La signalisation routière comme dispositif humoristique
Alexandre Ménard, Université du Québec à Montréal
La recherche-création d’Alexandre Ménard porte principalement sur les modalités de production et de présentation de l’image imprimée. Elle s’élabore d’après des théories de l’humour et des stratégies de nature ironique et parodique, en opérant des glissements des codes et des conventions esthétiques traditionnelles de l’estampe. Il aborde dans son travail la signalisation routière du Québec en détournant de façon parodique ces objets codifiés qui conditionnent nos déplacements. Par une réutilisation directe de leur langage iconographique, il reconfigure leurs pictogrammes afin de créer de nouveaux ensembles ludiques, narratifs et séquentiels. Il met ainsi en relation les dispositifs de la signalisation routière à un métissage de procédés associés à la peinture, à la bande dessinée et au cinéma. Il développe de cette façon des liens qui unissent son travail à celui d’autres créateurs, par le transcodage d’œuvres antérieures en pictogrammes routiers.

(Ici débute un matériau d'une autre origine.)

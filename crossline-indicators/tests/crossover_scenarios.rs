//! End-to-end crossover scenarios checked against manual trailing-average
//! arithmetic.

use crossline_indicators::{
    ComponentSpec, Indicator, IndicatorKind, MovingAverageCrossover, Sma,
};

fn sma_spec(window: usize) -> ComponentSpec {
    ComponentSpec::with_window(IndicatorKind::SimpleMovingAverage, window)
}

/// The inflecting series from the acceptance scenario: rises, dips, rises
/// higher, falls away.
fn inflecting_series() -> Vec<f64> {
    vec![1.0, 2.0, 3.0, 2.0, 1.0, 2.0, 3.0, 4.0, 5.0, 4.0, 3.0, 2.0, 1.0]
}

#[test]
fn sma_window_one_reproduces_the_raw_series() {
    let data = inflecting_series();
    let sma = Sma::new(data.clone(), 1).unwrap();
    assert_eq!(sma.to_vec(), data);
}

#[test]
fn raw_series_against_its_own_three_period_average() {
    // Component "first" is SMA(1), i.e. the raw series; "second" is SMA(3).
    // Trailing means of the second component, partial windows included:
    //   [1, 1.5, 2, 7/3, 2, 5/3, 2, 3, 4, 13/3, 4, 3, 2]
    // The raw series falls through its average at index 3, rises back
    // through it at index 5, and falls through it again at index 9. Indices
    // below max(1, 3) = 3 are forced to zero.
    let cross =
        MovingAverageCrossover::new(inflecting_series(), sma_spec(1), sma_spec(3)).unwrap();
    let expected = [
        0.0, 0.0, 0.0, 2.0, 0.0, 1.0, 0.0, 0.0, 0.0, 2.0, 0.0, 0.0, 0.0,
    ];
    assert_eq!(cross.to_vec(), expected);
}

#[test]
fn role_swap_inverts_every_event_in_place() {
    let forward =
        MovingAverageCrossover::new(inflecting_series(), sma_spec(1), sma_spec(3)).unwrap();
    let swapped =
        MovingAverageCrossover::new(inflecting_series(), sma_spec(3), sma_spec(1)).unwrap();
    let expected: Vec<f64> = forward
        .to_vec()
        .into_iter()
        .map(|value| match value as i64 {
            1 => 2.0,
            2 => 1.0,
            _ => 0.0,
        })
        .collect();
    assert_eq!(swapped.to_vec(), expected);
}

#[test]
fn suppression_boundary_is_the_longer_window() {
    // With windows 3 and 5 the warm-up region spans indices 0..5, whatever
    // the underlying crossing arithmetic says there.
    let data = vec![
        5.0, 1.0, 5.0, 1.0, 5.0, 1.0, 5.0, 1.0, 5.0, 1.0, 5.0, 1.0,
    ];
    let cross = MovingAverageCrossover::new(data, sma_spec(3), sma_spec(5)).unwrap();
    let signal = cross.to_vec();
    assert!(signal[..5].iter().all(|&value| value == 0.0));
}

#[test]
fn identical_constructions_agree_bit_for_bit() {
    let first =
        MovingAverageCrossover::new(inflecting_series(), sma_spec(2), sma_spec(4)).unwrap();
    let second =
        MovingAverageCrossover::new(inflecting_series(), sma_spec(2), sma_spec(4)).unwrap();
    assert_eq!(first.to_array(), second.to_array());
}
#![deny(missing_docs)]
#![doc = include_str!("../README.md")]

//! Batch technical indicators with explicit, data-driven composition.

/// Foundational traits and the shared error type.
pub mod core;
/// Built-in indicator implementations.
pub mod indicators;
/// Input shapes, the canonical series, and normalization.
pub mod series;
/// Component specifications for composite indicators.
pub mod spec;
/// Precondition checks applied before every calculation.
pub mod validate;

/// Re-export of the core traits and error type to make the crate easy to consume.
pub use crate::core::{Indicator, IndicatorError, IndicatorResult, MovingAverage};
/// Re-export of the built-in indicators.
pub use crate::indicators::{MovingAverageCrossover, Sma, Sma50CrossSma200};
/// Re-export of the input and series vocabulary.
pub use crate::series::{CanonicalSeries, Dtype, LabeledSeries, SampleValue, SeriesInput};
/// Re-export of the composition vocabulary.
pub use crate::spec::{ComponentSpec, IndicatorKind};
//! Fill-record sidecars: the audit timeline of one `markform fill` run.
//!
//! A record lands next to the document as `<doc>.fill.json` and carries
//! SHA-256 digests of the text before and after the run.

use std::path::{Path, PathBuf};

use anyhow::{Context, Result};
use chrono::{DateTime, SecondsFormat, Utc};
use serde::{Deserialize, Serialize};
use sha2::{Digest, Sha256};

use crate::core::inspect::{FormState, ProgressSummary};
use crate::fill::{FillOutcome, Termination, TurnRecord};
use crate::io::write_atomic;

#[derive(Debug, Clone, PartialEq, Serialize, Deserialize)]
pub struct FillRecord {
    pub form_id: String,
    pub started_at: String,
    pub finished_at: String,
    /// SHA-256 of the document text before the run.
    pub sha256_before: String,
    pub sha256_after: String,
    pub termination: Termination,
    pub form_state: FormState,
    pub turns: Vec<TurnRecord>,
    pub summary: ProgressSummary,
}

/// Everything needed to describe one finished run.
#[derive(Debug)]
pub struct FillRecordInput<'a> {
    pub form_id: &'a str,
    pub started_at: DateTime<Utc>,
    pub finished_at: DateTime<Utc>,
    pub text_before: &'a str,
    pub text_after: &'a str,
    pub outcome: &'a FillOutcome,
}

impl FillRecord {
    pub fn new(input: &FillRecordInput<'_>) -> Self {
        Self {
            form_id: input.form_id.to_string(),
            started_at: input.started_at.to_rfc3339_opts(SecondsFormat::Millis, true),
            finished_at: input.finished_at.to_rfc3339_opts(SecondsFormat::Millis, true),
            sha256_before: text_sha256(input.text_before),
            sha256_after: text_sha256(input.text_after),
            termination: input.outcome.termination.clone(),
            form_state: input.outcome.inspection.state,
            turns: input.outcome.turns.clone(),
            summary: input.outcome.inspection.summary.clone(),
        }
    }
}

/// Sidecar path for `doc_path`: `intake.form.md` -> `intake.form.md.fill.json`.
pub fn fill_record_path(doc_path: &Path) -> PathBuf {
    let mut name = doc_path
        .file_name()
        .map(|name| name.to_os_string())
        .unwrap_or_default();
    name.push(".fill.json");
    doc_path.with_file_name(name)
}

pub fn write_fill_record(path: &Path, record: &FillRecord) -> Result<()> {
    let mut buf = serde_json::to_string_pretty(record).context("serialize fill record")?;
    buf.push('\n');
    write_atomic(path, &buf).with_context(|| format!("write fill record {}", path.display()))
}

fn text_sha256(text: &str) -> String {
    let mut hasher = Sha256::new();
    hasher.update(text.as_bytes());
    hex::encode(hasher.finalize())
}

#[cfg(test)]
mod tests {
    use std::fs;

    use super::*;
    use crate::core::document::Document;
    use crate::fill::run_fill;
    use crate::io::config::HarnessConfig;
    use crate::test_support::{SIMPLE_DOC, ScriptedAgent, ScriptedTurn, set_string};

    #[test]
    fn sidecar_path_appends_to_the_file_name() {
        assert_eq!(
            fill_record_path(Path::new("forms/intake.form.md")),
            PathBuf::from("forms/intake.form.md.fill.json")
        );
    }

    #[test]
    fn digests_are_hex_sha256() {
        assert_eq!(
            text_sha256(""),
            "e3b0c44298fc1c149afbf4c8996fb92427ae41e4649b934ca495991b7852b855"
        );
    }

    #[test]
    fn written_record_carries_timeline_and_digests() {
        let mut doc = Document::parse(SIMPLE_DOC).expect("parse");
        let agent = ScriptedAgent::new(vec![ScriptedTurn::any(vec![set_string("name", "Alice")])]);
        let started_at = Utc::now();
        let outcome = run_fill(&mut doc, &agent, &HarnessConfig::default(), |_| {}).expect("fill");
        let after = doc.serialize();

        let record = FillRecord::new(&FillRecordInput {
            form_id: &doc.form().id,
            started_at,
            finished_at: Utc::now(),
            text_before: SIMPLE_DOC,
            text_after: &after,
            outcome: &outcome,
        });
        assert_ne!(record.sha256_before, record.sha256_after);
        assert_eq!(record.form_state, FormState::Incomplete);

        let temp = tempfile::tempdir().expect("tempdir");
        let path = fill_record_path(&temp.path().join("intake.form.md"));
        write_fill_record(&path, &record).expect("write");

        let contents = fs::read_to_string(&path).expect("read");
        let loaded: FillRecord = serde_json::from_str(&contents).expect("json");
        assert_eq!(loaded, record);
        assert_eq!(loaded.turns.len(), 2);
        assert!(contents.contains("\"outcome\": \"no_progress\""));
    }
}
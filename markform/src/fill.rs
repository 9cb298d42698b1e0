//! Turn-based fill harness for `markform fill`.
//!
//! Order levels run ascending. Each level is worked in rounds: every thread
//! with open issues gets one turn per round, and the next level starts only
//! once every thread at the current one is terminal. Delegate calls may run
//! concurrently, but batches commit one at a time in thread order.

use std::collections::HashMap;
use std::fmt;

use anyhow::{Context, Result, anyhow};
use serde::{Deserialize, Serialize};
use tracing::{debug, info, instrument, warn};

use crate::agents::{FillAgent, FillRequest, FillResponse, Usage};
use crate::core::document::Document;
use crate::core::inspect::{FormState, InspectOptions, InspectResult, Issue, IssueRef, inspect};
use crate::core::patch::{ApplyStatus, Patch, PatchRejection, apply_patches};
use crate::core::schedule::{ExecutionId, ExecutionThread, order_levels, threads_at};
use crate::io::config::HarnessConfig;

/// A budget that ended a run.
#[derive(Debug, Clone, Copy, PartialEq, Eq, Serialize, Deserialize)]
#[serde(rename_all = "snake_case")]
pub enum Budget {
    MaxTurns,
    MaxPatchesPerTurn,
}

impl fmt::Display for Budget {
    fn fmt(&self, f: &mut fmt::Formatter<'_>) -> fmt::Result {
        match self {
            Budget::MaxTurns => f.write_str("max_turns"),
            Budget::MaxPatchesPerTurn => f.write_str("max_patches_per_turn"),
        }
    }
}

/// Reason why `run_fill` stopped.
#[derive(Debug, Clone, PartialEq, Eq, Serialize, Deserialize)]
#[serde(tag = "outcome", rename_all = "snake_case")]
pub enum Termination {
    /// Every required field in the target roles is resolved.
    Complete,
    /// Incomplete after a budget ran out.
    BudgetExhausted { budget: Budget, limit: u32 },
    /// A delegate returned no patches for an open thread.
    NoProgress { execution_id: ExecutionId, turn: u32 },
}

impl Termination {
    pub fn is_complete(&self) -> bool {
        matches!(self, Termination::Complete)
    }
}

impl fmt::Display for Termination {
    fn fmt(&self, f: &mut fmt::Formatter<'_>) -> fmt::Result {
        match self {
            Termination::Complete => f.write_str("complete"),
            Termination::BudgetExhausted { budget, limit } => {
                write!(f, "incomplete: {budget} budget of {limit} exhausted")
            }
            Termination::NoProgress { execution_id, turn } => {
                write!(f, "incomplete: no patches from {execution_id} on turn {turn}")
            }
        }
    }
}

#[derive(Debug, Clone, Copy, PartialEq, Eq, Serialize, Deserialize)]
#[serde(rename_all = "snake_case")]
pub enum TurnStatus {
    Applied,
    Rejected,
    /// The delegate returned an empty batch.
    NoPatches,
    /// The batch exceeded `max_patches_per_turn` and was not applied.
    OverBudget,
}

/// One timeline entry: issues surfaced, patches received, and what happened.
#[derive(Debug, Clone, PartialEq, Serialize, Deserialize)]
pub struct TurnRecord {
    pub turn: u32,
    pub order: i64,
    pub execution_id: ExecutionId,
    pub issues: Vec<IssueRef>,
    pub patches: Vec<Patch>,
    pub status: TurnStatus,
    pub applied: usize,
    #[serde(default, skip_serializing_if = "Vec::is_empty")]
    pub rejections: Vec<PatchRejection>,
    #[serde(default, skip_serializing_if = "Option::is_none")]
    pub usage: Option<Usage>,
    /// Form state for the target roles after this turn.
    pub form_state: FormState,
}

/// Summary of a fill invocation.
#[derive(Debug, Clone, PartialEq)]
pub struct FillOutcome {
    pub termination: Termination,
    pub turns: Vec<TurnRecord>,
    /// Final inspection for the target roles.
    pub inspection: InspectResult,
}

/// A turn that has been scheduled but not yet dispatched.
struct PendingTurn {
    turn: u32,
    id: ExecutionId,
    issues: Vec<Issue>,
    rejections: Vec<PatchRejection>,
}

/// Drive `agent` until `doc` is complete for the target roles, a budget runs
/// out, or a delegate stops producing patches.
///
/// Delegate errors abort the run. Every other stop is a [`Termination`].
#[instrument(skip_all, fields(form = %doc.form().id, concurrent = config.concurrent))]
pub fn run_fill<A: FillAgent, F: FnMut(&TurnRecord)>(
    doc: &mut Document,
    agent: &A,
    config: &HarnessConfig,
    on_turn: F,
) -> Result<FillOutcome> {
    config.validate().context("invalid harness configuration")?;
    let mut harness = Harness {
        agent,
        config,
        options: InspectOptions::for_roles(&config.target_roles),
        on_turn,
        timeline: Vec::new(),
        feedback: HashMap::new(),
        turns_taken: 0,
    };

    // A later level may patch fields of an earlier one, so sweep again
    // until nothing is open; turns are bounded by `max_turns`.
    loop {
        for order in order_levels(doc.form()) {
            debug!(order, "entering order level");
            loop {
                if inspect(doc, &harness.options).issues.is_empty() {
                    return Ok(harness.finish(doc, Termination::Complete));
                }
                let active: Vec<ExecutionThread> = threads_at(doc.form(), order)
                    .into_iter()
                    .filter(|thread| {
                        !thread
                            .open_issues(doc.form(), doc.responses(), &harness.options)
                            .is_empty()
                    })
                    .collect();
                if active.is_empty() {
                    debug!(order, "order level terminal");
                    break;
                }
                if let Some(stop) = harness.round(doc, &active)? {
                    return Ok(harness.finish(doc, stop));
                }
            }
        }
        if inspect(doc, &harness.options).issues.is_empty() {
            return Ok(harness.finish(doc, Termination::Complete));
        }
    }
}

/// Run state shared by every round of one fill.
struct Harness<'a, A, F> {
    agent: &'a A,
    config: &'a HarnessConfig,
    options: InspectOptions,
    on_turn: F,
    timeline: Vec<TurnRecord>,
    /// Rejections from each thread's last turn, handed to its next one.
    feedback: HashMap<ExecutionId, Vec<PatchRejection>>,
    turns_taken: u32,
}

impl<A: FillAgent, F: FnMut(&TurnRecord)> Harness<'_, A, F> {
    /// Give every active thread one turn, `max_parallel_agents` at a time
    /// when concurrent. Returns the stop reason, if any.
    fn round(
        &mut self,
        doc: &mut Document,
        active: &[ExecutionThread],
    ) -> Result<Option<Termination>> {
        let chunk_size = if self.config.concurrent {
            self.config.max_parallel_agents as usize
        } else {
            1
        };

        for chunk in active.chunks(chunk_size) {
            let remaining = self.config.max_turns.saturating_sub(self.turns_taken) as usize;
            if remaining == 0 {
                return Ok(Some(Termination::BudgetExhausted {
                    budget: Budget::MaxTurns,
                    limit: self.config.max_turns,
                }));
            }

            let mut pending = Vec::new();
            for thread in chunk.iter().take(remaining) {
                let mut issues = thread.open_issues(doc.form(), doc.responses(), &self.options);
                if issues.is_empty() {
                    continue;
                }
                issues.truncate(self.config.max_issues_per_turn as usize);
                self.turns_taken += 1;
                pending.push(PendingTurn {
                    turn: self.turns_taken,
                    id: thread.id.clone(),
                    issues,
                    rejections: self.feedback.remove(&thread.id).unwrap_or_default(),
                });
            }

            let responses = dispatch(self.agent, doc, &pending, self.config)?;

            // Commit every response of the chunk before honoring a stop.
            let mut stop = None;
            for (turn, response) in pending.into_iter().zip(responses) {
                let response = response.with_context(|| {
                    format!("delegate failed for {} on turn {}", turn.id, turn.turn)
                })?;
                let record = self.commit(doc, turn, response);
                if stop.is_none() {
                    stop = match record.status {
                        TurnStatus::NoPatches => Some(Termination::NoProgress {
                            execution_id: record.execution_id.clone(),
                            turn: record.turn,
                        }),
                        TurnStatus::OverBudget => Some(Termination::BudgetExhausted {
                            budget: Budget::MaxPatchesPerTurn,
                            limit: self.config.max_patches_per_turn,
                        }),
                        TurnStatus::Applied | TurnStatus::Rejected => None,
                    };
                }
                (self.on_turn)(&record);
                self.timeline.push(record);
            }
            if stop.is_some() {
                return Ok(stop);
            }
        }
        Ok(None)
    }

    fn commit(
        &mut self,
        doc: &mut Document,
        turn: PendingTurn,
        response: FillResponse,
    ) -> TurnRecord {
        let FillResponse { patches, usage } = response;
        let limit = self.config.max_patches_per_turn;
        let (status, applied, rejections) = if patches.is_empty() {
            warn!(execution_id = %turn.id, turn = turn.turn, "delegate returned no patches");
            (TurnStatus::NoPatches, 0, Vec::new())
        } else if patches.len() > limit as usize {
            warn!(
                execution_id = %turn.id,
                turn = turn.turn,
                patches = patches.len(),
                limit,
                "patch batch over budget"
            );
            (TurnStatus::OverBudget, 0, Vec::new())
        } else {
            let outcome = apply_patches(doc, &patches);
            let status = match outcome.status {
                ApplyStatus::Applied => TurnStatus::Applied,
                ApplyStatus::Rejected => TurnStatus::Rejected,
            };
            if !outcome.rejections.is_empty() {
                self.feedback.insert(turn.id.clone(), outcome.rejections.clone());
            }
            (status, outcome.applied, outcome.rejections)
        };

        let form_state = inspect(doc, &self.options).state;
        info!(
            execution_id = %turn.id,
            turn = turn.turn,
            patches = patches.len(),
            applied,
            rejected = rejections.len(),
            ?form_state,
            "turn finished"
        );

        TurnRecord {
            turn: turn.turn,
            order: turn.id.order(),
            execution_id: turn.id,
            issues: turn.issues.into_iter().map(|issue| issue.target).collect(),
            patches,
            status,
            applied,
            rejections,
            usage,
            form_state,
        }
    }

    /// A stop reached while the target roles are already complete counts as complete.
    fn finish(self, doc: &Document, stop: Termination) -> FillOutcome {
        let inspection = inspect(doc, &self.options);
        let termination = if inspection.complete {
            Termination::Complete
        } else {
            stop
        };
        info!(%termination, turns = self.timeline.len(), "fill finished");
        FillOutcome {
            termination,
            turns: self.timeline,
            inspection,
        }
    }
}

/// Call the delegate once per pending turn, on scoped threads when concurrent.
fn dispatch<A: FillAgent>(
    agent: &A,
    doc: &Document,
    pending: &[PendingTurn],
    config: &HarnessConfig,
) -> Result<Vec<Result<FillResponse>>> {
    let requests: Vec<FillRequest<'_>> = pending
        .iter()
        .map(|turn| FillRequest {
            execution_id: &turn.id,
            turn: turn.turn,
            document: doc,
            issues: &turn.issues,
            rejections: &turn.rejections,
            max_patches: config.max_patches_per_turn as usize,
        })
        .collect();

    if !config.concurrent || requests.len() <= 1 {
        return Ok(requests.iter().map(|request| agent.fill(request)).collect());
    }

    std::thread::scope(|scope| {
        let handles: Vec<_> = requests
            .iter()
            .map(|request| scope.spawn(move || agent.fill(request)))
            .collect();
        handles
            .into_iter()
            .map(|handle| {
                handle
                    .join()
                    .map_err(|_| anyhow!("fill delegate thread panicked"))
            })
            .collect()
    })
}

Timing is Everything: Comedy, Theatricality and Joke-Telling in Contemporary Art
Matthew Flores, University of Georgia
Cette présentation utilisera mes propres travaux pour soutenir que des méthodes comiques peuvent être déployées dans des moyens qui déstabilisent l’acte de regarder, remettant en question les présomptions esthétiques afin d'interroger nos attentes lorsque nous découvrons une œuvre d'art. Je soutiens en outre que ces méthodes, en rendant apparente la nature transactionnelle de la comédie et de l’art, soulignent la complicité consciente du public et recadrent les perspectives du sujet et de l'objet. En résumé, je m'appuierai sur mon propre travail, ainsi que sur la théorie «d'absorption et de théâtralité» de Michael Fried et sur le concept de «la comédie concrète» de David Robbins - pour établir un parallèle entre l’art et la performance comique, puis j’utiliserai mon propre travail pour établir ce que ces parallèles deviennent quand ils sont le sujet même de l'art.
15h40
Période de questions
16h10
Pause
16h30
Panel 4 : Dévalorisation des oeuvres humoristiques
Présidence: Juliette Bergeron
À contresens de l'humour : Les revues spécialisées et les comédies cinématographiques québécoises (1970-1975)
Sacha Lebel, Université de Montréal
Cette présentation fera le bilan quantitatif et qualitatif des critiques se trouvant dans les trois principales revues spécialisées en cinéma du début des années 1970 (Séquences, Champ Libre et Cinéma Québec), face à un corpus de neuf comédies québécoises. Ces dernières ont été, selon nous, victime d’un mécanisme de violence symbolique mis en place par l’intelligentsia moderne qui agissait dans un désir de distinction. Désireuse de consolider son statut de nouvelle élite face à l’ancienne garde cléricale, cette communauté effectua un processus de sélection culturel, encensant les « bons objets » et pourfendant les «mauvais». Finalement, nous explorerons les raisons sociales et esthétiques de cette position à contresens de la réception populaire.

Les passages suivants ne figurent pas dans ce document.